A Polícia Civil de Minas Gerais concluiu o inquérito que apura um caso de registro não autorizado de intimidade sexual em uma clínica de Itabira. A investigação foi conduzida pela Delegacia Especializada de Atendimento à Mulher (DEAM) e trata de um crime previsto no artigo 216-B do Código Penal.
O caso teve início no dia 27 de novembro de 2025, quando uma mulher de 28 anos, durante a realização de um exame radiológico admissional, percebeu um aparelho celular escondido no bolso de um jaleco. O dispositivo estava posicionado de forma estratégica para registrar imagens da paciente nua. O celular pertencia ao técnico responsável pelo atendimento.
Durante a apuração, foram reunidos depoimentos da vítima, testemunhas e um laudo pericial considerado robusto. A perícia digital identificou arquivos audiovisuais no aparelho apreendido, incluindo registros do momento em que o investigado, de 46 anos, preparava o equipamento para realizar a filmagem antes da entrada da paciente na sala.
Os trabalhos periciais também apontaram que a prática era recorrente. Segundo a investigação, havia diversos vídeos armazenados no dispositivo, indicando que pelo menos cinco mulheres podem ter sido vítimas da conduta.

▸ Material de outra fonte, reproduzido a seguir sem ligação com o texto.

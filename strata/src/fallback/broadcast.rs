use crate::comm::{Communicator, wait_all};
use crate::device::DeviceBuf;
use crate::error::Result;
use crate::fallback::helpers::{collective_recv, collective_send};
use crate::types::{Rank, Tag};

/// Flat broadcast: the root sends the whole buffer to every other rank.
pub(crate) async fn linear_broadcast<C: Communicator>(
    comm: &C,
    buf: &DeviceBuf<'_>,
    root: Rank,
    tag: Tag,
) -> Result<()> {
    let size = comm.size();
    if size <= 1 {
        return Ok(());
    }
    let rank = comm.rank();

    if rank == root {
        let data = buf.load()?;
        let mut reqs = Vec::with_capacity(size as usize - 1);
        for peer in (0..size).filter(|&r| r != root) {
            reqs.push(collective_send(comm, peer, tag, data.clone(), "broadcast")?);
        }
        wait_all(reqs).await
    } else {
        let data = collective_recv(comm, root, tag, buf.len(), "broadcast").await?;
        buf.store(&data)
    }
}

/// K-nomial tree broadcast.
///
/// Ranks are renumbered so the root is virtual rank 0. A rank receives from
/// the virtual rank obtained by clearing its lowest non-zero radix-`k`
/// digit, then forwards to every virtual rank that differs from it only in
/// a lower digit.
pub(crate) async fn knomial_broadcast<C: Communicator>(
    comm: &C,
    buf: &DeviceBuf<'_>,
    root: Rank,
    radix: u32,
    tag: Tag,
) -> Result<()> {
    let size = comm.size();
    if size <= 1 {
        return Ok(());
    }
    let radix = radix.max(2);
    let rank = comm.rank();
    let vrank = (rank + size - root) % size;
    let physical = |v: u32| (v + root) % size;

    let mut mask = 1u32;
    let mut data = None;
    while mask < size {
        let span = mask.saturating_mul(radix);
        if vrank % span != 0 {
            let parent = vrank / span * span;
            let received =
                collective_recv(comm, physical(parent), tag, buf.len(), "broadcast").await?;
            buf.store(&received)?;
            data = Some(received);
            break;
        }
        mask = span;
    }
    let data = match data {
        Some(d) => d,
        None => buf.load()?,
    };

    let mut reqs = Vec::new();
    mask /= radix;
    while mask > 0 {
        for j in 1..radix {
            let child = vrank as u64 + (mask as u64) * (j as u64);
            if child < size as u64 {
                reqs.push(collective_send(
                    comm,
                    physical(child as u32),
                    tag,
                    data.clone(),
                    "broadcast",
                )?);
            }
        }
        mask /= radix;
    }
    wait_all(reqs).await
}
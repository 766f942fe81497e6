//! Subgroup hierarchy: nested node, socket, NUMA and subgroup
//! communicators derived from the static placement of every rank.
//!
//! The layout is computed locally from one placement allgather; every
//! sub-communicator is then carved out with `split`, keyed so that each
//! group's leader lands at position 0.

mod cache;
mod layout;

pub(crate) use cache::{CacheEntry, HierarchyCache};
pub use cache::CacheStats;
pub use layout::{GroupLayout, Tier};
pub(crate) use layout::ShmGroups;

use crate::comm::Communicator;
use crate::error::{Result, StrataError};
use crate::types::Rank;
use layout::{exchange_placements, split_key};
use tracing::debug;

/// Communicators smaller than this never get a hierarchy.
pub const MIN_HIERARCHY_SIZE: u32 = 3;

/// Which leaders make up a base communicator.
#[derive(Debug, Clone, Copy, PartialEq, Eq)]
pub enum BaseTier {
    /// Subgroup leaders.
    L3,
    /// NUMA leaders.
    Numa,
}

/// The group a base communicator spans.
#[derive(Debug, Clone, Copy, PartialEq, Eq)]
pub enum BaseParent {
    Node,
    Socket,
}

/// Sub-communicators of one communicator for one root.
pub struct SubgroupHierarchy<C> {
    layout: GroupLayout,
    node: C,
    socket: C,
    numa: C,
    subgroup: C,
    node_leaders: Option<C>,
    socket_leaders: Option<C>,
    /// Indexed `[BaseTier][BaseParent]`.
    base: [[Option<C>; 2]; 2],
    shm: ShmGroups,
}

impl<C: Communicator> SubgroupHierarchy<C> {
    /// Collective over `comm`: exchange placements and split out every tier.
    pub(crate) async fn build(comm: &C, root: Rank, sg_size: usize) -> Result<Self> {
        let placements = exchange_placements(comm).await?;
        let me = comm.rank();
        let layout = GroupLayout::compute(&placements, root, sg_size);
        let key = split_key(me, root);

        let group = |tier: Tier| Some(layout.group_of(tier, me) as u32);
        let leads = |tier: Tier| layout.is_leader(tier, me);

        let node = required(comm.split(group(Tier::Node), key).await?, "node")?;
        let socket = required(comm.split(group(Tier::Socket), key).await?, "socket")?;
        let numa = required(comm.split(group(Tier::Numa), key).await?, "numa")?;
        let subgroup = required(comm.split(group(Tier::Subgroup), key).await?, "subgroup")?;

        let node_leaders = comm.split(leads(Tier::Node).then_some(0), key).await?;
        let socket_leaders = comm.split(leads(Tier::Socket).then_some(0), key).await?;

        let l3_node = comm
            .split(leads(Tier::Subgroup).then(|| group(Tier::Node)).flatten(), key)
            .await?;
        let l3_socket = comm
            .split(leads(Tier::Subgroup).then(|| group(Tier::Socket)).flatten(), key)
            .await?;
        let numa_node = comm
            .split(leads(Tier::Numa).then(|| group(Tier::Node)).flatten(), key)
            .await?;
        let numa_socket = comm
            .split(leads(Tier::Numa).then(|| group(Tier::Socket)).flatten(), key)
            .await?;

        let shm = layout.shm_groups(me);
        debug!(
            comm = comm.id(),
            root,
            nodes = layout.num_nodes(),
            sockets = layout.num_groups(Tier::Socket),
            numas = layout.num_groups(Tier::Numa),
            subgroups = layout.num_groups(Tier::Subgroup),
            "built subgroup hierarchy"
        );

        Ok(Self {
            layout,
            node,
            socket,
            numa,
            subgroup,
            node_leaders,
            socket_leaders,
            base: [[l3_node, l3_socket], [numa_node, numa_socket]],
            shm,
        })
    }
}

impl<C> SubgroupHierarchy<C> {
    /// Root the hierarchy was built for.
    pub fn root(&self) -> Rank {
        self.layout.root()
    }

    pub fn layout(&self) -> &GroupLayout {
        &self.layout
    }

    pub fn num_nodes(&self) -> usize {
        self.layout.num_nodes()
    }

    /// Ranks on the most populated node.
    pub fn node_size(&self) -> usize {
        self.layout.max_node_size()
    }

    pub fn node(&self) -> &C {
        &self.node
    }

    pub fn socket(&self) -> &C {
        &self.socket
    }

    pub fn numa(&self) -> &C {
        &self.numa
    }

    pub fn subgroup(&self) -> &C {
        &self.subgroup
    }

    /// One rank per node; `None` on non-leaders.
    pub fn node_leaders(&self) -> Option<&C> {
        self.node_leaders.as_ref()
    }

    /// One rank per socket across all nodes; `None` on non-leaders.
    pub fn socket_leaders(&self) -> Option<&C> {
        self.socket_leaders.as_ref()
    }

    /// Leaders of `tier` within each `parent`; `None` on ranks that do not
    /// lead their `tier` group.
    pub fn base(&self, tier: BaseTier, parent: BaseParent) -> Option<&C> {
        let t = match tier {
            BaseTier::L3 => 0,
            BaseTier::Numa => 1,
        };
        let p = match parent {
            BaseParent::Node => 0,
            BaseParent::Socket => 1,
        };
        self.base[t][p].as_ref()
    }

    pub(crate) fn shm(&self) -> &ShmGroups {
        &self.shm
    }

    /// Digest of this rank's node name.
    pub(crate) fn node_key(&self) -> u64 {
        self.layout.node_key(self.shm.node)
    }
}

fn required<C>(comm: Option<C>, tier: &str) -> Result<C> {
    comm.ok_or_else(|| StrataError::Split(format!("{tier} split returned no communicator")))
}

impl<C> std::fmt::Debug for SubgroupHierarchy<C> {
    fn fmt(&self, f: &mut std::fmt::Formatter<'_>) -> std::fmt::Result {
        f.debug_struct("SubgroupHierarchy")
            .field("root", &self.root())
            .field("nodes", &self.num_nodes())
            .field("node_size", &self.node_size())
            .finish()
    }
}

Em interrogatório, o suspeito admitiu os fatos, alegando que agia por motivos de segurança pessoal. A justificativa, no entanto, não afasta a caracterização do crime.
O delegado responsável pelo caso, João Martins Teixeira Barbosa, destacou a gravidade da situação, especialmente pela quebra de confiança na relação entre profissional de saúde e paciente.
“A conduta apurada revela um profundo desrespeito à autodeterminação da imagem e à inviolabilidade da intimidade feminina. A análise técnica e os depoimentos colhidos ratificam o registro não autorizado da intimidade da vítima em contexto de atendimento profissional”, afirmou.
O investigado foi formalmente indiciado, e o inquérito foi encaminhado ao Ministério Público, que irá analisar o caso e decidir sobre o oferecimento de denúncia à Justiça.